Logistic Regression for Email Spam Classification
In this practical exercise, we will use Logistic Regression to classify whether an email is spam or not. We will load an external dataset with email features and apply machine learning techniques to build a classification model.
Tools and Frameworks Used
For this implementation, we utilize the following tools and frameworks:
- Pandas: For handling and manipulating data efficiently.

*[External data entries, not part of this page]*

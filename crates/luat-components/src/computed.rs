// Copyright 2019-2026 Maravilla Labs, operated by SOLUTAS GmbH, Switzerland
// SPDX-License-Identifier: Apache-2.0
// SPDX-License-Identifier: MIT

//! The `computed` template variable.
//!
//! `computed.total` calls the component's `total` (or `getTotal`,
//! `isTotal`, `hasTotal`) method on every access. Nothing is memoized here;
//! a method that wants caching does it itself.

use crate::component::{normalize_method, Component};
use crate::error::Result;
use crate::value::Value;
use std::fmt;
use std::rc::Rc;

/// Lazy view over a component's zero-argument methods.
#[derive(Clone)]
pub struct ComputedPropertiesProxy {
    component: Rc<dyn Component>,
}

impl ComputedPropertiesProxy {
    /// Type name registered with the escaping registry.
    pub const TYPE_NAME: &'static str = "ComputedPropertiesProxy";

    /// Wraps a component.
    pub fn new(component: Rc<dyn Component>) -> Self {
        Self { component }
    }

    /// The wrapped component.
    pub fn component(&self) -> &Rc<dyn Component> {
        &self.component
    }

    /// Calls the method behind `name` without arguments.
    pub fn get(&self, name: &str) -> Result<Value> {
        let method = normalize_method(self.component.as_ref(), name)
            .ok_or_else(|| self.component.member_not_found(name))?;
        tracing::trace!("computed {}::{}", self.component.type_name(), method);
        self.component.call(&method, &[])
    }
}

impl fmt::Debug for ComputedPropertiesProxy {
    fn fmt(&self, f: &mut fmt::Formatter<'_>) -> fmt::Result {
        f.debug_struct("ComputedPropertiesProxy")
            .field("component", &self.component.type_name())
            .finish()
    }
}
// Copyright 2019-2026 Maravilla Labs, operated by SOLUTAS GmbH, Switzerland
// SPDX-License-Identifier: Apache-2.0
// SPDX-License-Identifier: MIT

//! Conversion between [`Value`] and Lua values.
//!
//! Plain data maps onto Lua primitives and tables. Components and the other
//! renderer objects become userdata so templates see live objects rather
//! than snapshots.

use super::userdata::{
    LuaAttributes, LuaBlockStack, LuaComponent, LuaComputed, LuaGetter, LuaHierarchy,
};
use crate::value::{Value, Variables};
use mlua::{AnyUserData, Lua, Table, Value as LuaValue};
use std::collections::BTreeMap;

/// Converts a value into its Lua form.
pub(crate) fn to_lua(lua: &Lua, value: &Value) -> mlua::Result<LuaValue> {
    Ok(match value {
        Value::Null => LuaValue::Nil,
        Value::Bool(b) => LuaValue::Boolean(*b),
        Value::Int(i) => LuaValue::Integer(*i),
        Value::Float(n) => LuaValue::Number(*n),
        Value::String(s) => LuaValue::String(lua.create_string(s)?),
        Value::List(items) => {
            let table = lua.create_table()?;
            for (i, item) in items.iter().enumerate() {
                table.raw_set(i + 1, to_lua(lua, item)?)?;
            }
            LuaValue::Table(table)
        }
        Value::Map(map) => LuaValue::Table(map_to_table(lua, map)?),
        Value::Component(component) => {
            LuaValue::UserData(lua.create_userdata(LuaComponent(component.clone()))?)
        }
        Value::Hierarchy(hierarchy) => {
            LuaValue::UserData(lua.create_userdata(LuaHierarchy(hierarchy.clone()))?)
        }
        Value::Computed(proxy) => {
            LuaValue::UserData(lua.create_userdata(LuaComputed(proxy.clone()))?)
        }
        Value::Attributes(attributes) => {
            LuaValue::UserData(lua.create_userdata(LuaAttributes(attributes.clone()))?)
        }
        Value::BlockStack(blocks) => {
            LuaValue::UserData(lua.create_userdata(LuaBlockStack(blocks.clone()))?)
        }
    })
}

/// Converts a string keyed map into a Lua table.
pub(crate) fn map_to_table(lua: &Lua, map: &BTreeMap<String, Value>) -> mlua::Result<Table> {
    let table = lua.create_table()?;
    for (key, value) in map {
        table.raw_set(key.as_str(), to_lua(lua, value)?)?;
    }
    Ok(table)
}

/// Converts a Lua value back into a [`Value`].
pub(crate) fn from_lua(value: LuaValue) -> mlua::Result<Value> {
    Ok(match value {
        LuaValue::Nil => Value::Null,
        LuaValue::Boolean(b) => Value::Bool(b),
        LuaValue::Integer(i) => Value::Int(i),
        LuaValue::Number(n) => Value::Float(n),
        LuaValue::String(s) => {
            let text: &str = &s.to_str()?;
            Value::String(text.to_owned())
        }
        LuaValue::Table(table) => table_to_value(table)?,
        LuaValue::UserData(userdata) => userdata_to_value(&userdata)?,
        other => {
            return Err(mlua::Error::runtime(format!(
                "a Lua {} cannot be passed to a component",
                other.type_name()
            )))
        }
    })
}

/// Converts an optional Lua table of named values.
pub(crate) fn table_to_variables(table: Option<Table>) -> mlua::Result<Variables> {
    match table {
        None => Ok(Variables::new()),
        Some(table) => match table_to_value(table)? {
            Value::Map(map) => Ok(map),
            Value::List(_) => Err(mlua::Error::runtime(
                "expected a table with named keys, got a sequence",
            )),
            _ => Ok(Variables::new()),
        },
    }
}

/// A table whose keys are exactly `1..=n` becomes a list; anything else a map.
fn table_to_value(table: Table) -> mlua::Result<Value> {
    let mut pairs = Vec::new();
    for pair in table.pairs::<LuaValue, LuaValue>() {
        pairs.push(pair?);
    }

    let len = table.raw_len();
    if len > 0 && len == pairs.len() {
        let mut items = vec![Value::Null; len];
        let mut is_sequence = true;
        for (key, value) in &pairs {
            match key {
                LuaValue::Integer(i) if *i >= 1 && (*i as usize) <= len => {
                    items[(*i as usize) - 1] = from_lua(value.clone())?;
                }
                _ => {
                    is_sequence = false;
                    break;
                }
            }
        }
        if is_sequence {
            return Ok(Value::List(items));
        }
    }

    let mut map = BTreeMap::new();
    for (key, value) in pairs {
        let key = match key {
            LuaValue::String(s) => {
                let text: &str = &s.to_str()?;
                text.to_owned()
            }
            LuaValue::Integer(i) => i.to_string(),
            other => {
                return Err(mlua::Error::runtime(format!(
                    "table keys must be strings or integers, got {}",
                    other.type_name()
                )))
            }
        };
        map.insert(key, from_lua(value)?);
    }
    Ok(Value::Map(map))
}

fn userdata_to_value(userdata: &AnyUserData) -> mlua::Result<Value> {
    if let Ok(component) = userdata.borrow::<LuaComponent>() {
        return Ok(Value::Component(component.0.clone()));
    }
    if let Ok(hierarchy) = userdata.borrow::<LuaHierarchy>() {
        return Ok(Value::Hierarchy(hierarchy.0.clone()));
    }
    if let Ok(proxy) = userdata.borrow::<LuaComputed>() {
        return Ok(Value::Computed(proxy.0.clone()));
    }
    if let Ok(attributes) = userdata.borrow::<LuaAttributes>() {
        return Ok(Value::Attributes(attributes.0.clone()));
    }
    if let Ok(blocks) = userdata.borrow::<LuaBlockStack>() {
        return Ok(Value::BlockStack(blocks.0.clone()));
    }
    if let Ok(getter) = userdata.borrow::<LuaGetter>() {
        return getter.get().map_err(mlua::Error::external);
    }
    Err(mlua::Error::runtime("unsupported userdata value"))
}

#[cfg(test)]
mod tests {
    use super::*;

    #[test]
    fn test_sequences_become_lists() {
        let lua = Lua::new();
        let table: Table = lua.load("return { 'a', 'b', 3 }").eval().unwrap();

        assert_eq!(
            table_to_value(table).unwrap(),
            Value::List(vec!["a".into(), "b".into(), Value::Int(3)])
        );
    }

    #[test]
    fn test_mixed_tables_become_maps() {
        let lua = Lua::new();
        let table: Table = lua
            .load("return { title = 'x', [1] = true, nested = { n = 1.5 } }")
            .eval()
            .unwrap();

        let value = table_to_value(table).unwrap();
        let map = value.as_map().unwrap();
        assert_eq!(map["title"], Value::from("x"));
        assert_eq!(map["1"], Value::Bool(true));
        assert_eq!(map["nested"].as_map().unwrap()["n"], Value::Float(1.5));
    }

    #[test]
    fn test_values_survive_a_trip_through_lua() {
        let lua = Lua::new();
        let mut map = BTreeMap::new();
        map.insert("tags".to_string(), Value::from(vec!["x", "y"]));
        map.insert("count".to_string(), Value::Int(2));

        let lua_value = to_lua(&lua, &Value::Map(map.clone())).unwrap();
        assert_eq!(from_lua(lua_value).unwrap(), Value::Map(map));
    }

    #[test]
    fn test_functions_are_rejected() {
        let lua = Lua::new();
        let function: LuaValue = lua.load("return function() end").eval().unwrap();
        assert!(from_lua(function).is_err());
    }
}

- NumPy: Used for numerical operations and handling arrays.
- Scikit-learn: Provides essential tools for machine learning, including logistic regression, train-test splitting, and evaluation metrics.
- CountVectorizer: Converts text data into a numerical feature representation, which is crucial for training machine learning models.
Step 1: Import Necessary Libraries
First, we import the necessary libraries for data manipulation, model building, and evaluation.
import pandas as pd
import numpy as np
from sklearn.model_selection import train_test_split
from sklearn.feature_extraction.text import CountVectorizer
from sklearn.linear_model import LogisticRegression
from sklearn.metrics import accuracy_score, classification_report
Step 2: Load and Explore the Dataset
Instead of creating a synthetic dataset, we will load an external dataset from a CSV file. This dataset contains email text and a binary label indicating whether the email is spam (1) or not (0).
# Load dataset
df = pd.read_csv("spam_email_dataset.csv")
# Display first few rows
df.head()
Step 3: Convert Text Data into Numerical Features
We will use a CountVectorizer
to transform the email text into a numerical format suitable for machine learning models.
vectorizer = CountVectorizer()
X = vectorizer.fit_transform(df['Email'])
y = df['Spam']
# Split dataset into training and testing sets
X_train, X_test, y_train, y_test = train_test_split(X, y, test_size=0.2, random_state=42)
Step 4: Train a Logistic Regression Model
Now, we train a Logistic Regression model using the training dataset.
model = LogisticRegression()
model.fit(X_train, y_train)
Step 5: Evaluate the Model
We will make predictions on the test set and evaluate the performance using accuracy and a classification report.
y_pred = model.predict(X_test)
# Print evaluation metrics
print(f"Accuracy: {accuracy_score(y_test, y_pred):.2f}")
print(classification_report(y_test, y_pred))
Conclusion
In this exercise, we successfully implemented a logistic regression model for spam classification. By converting email text into numerical representations, we trained a machine learning model to distinguish spam from legitimate emails using a more reliable dataset.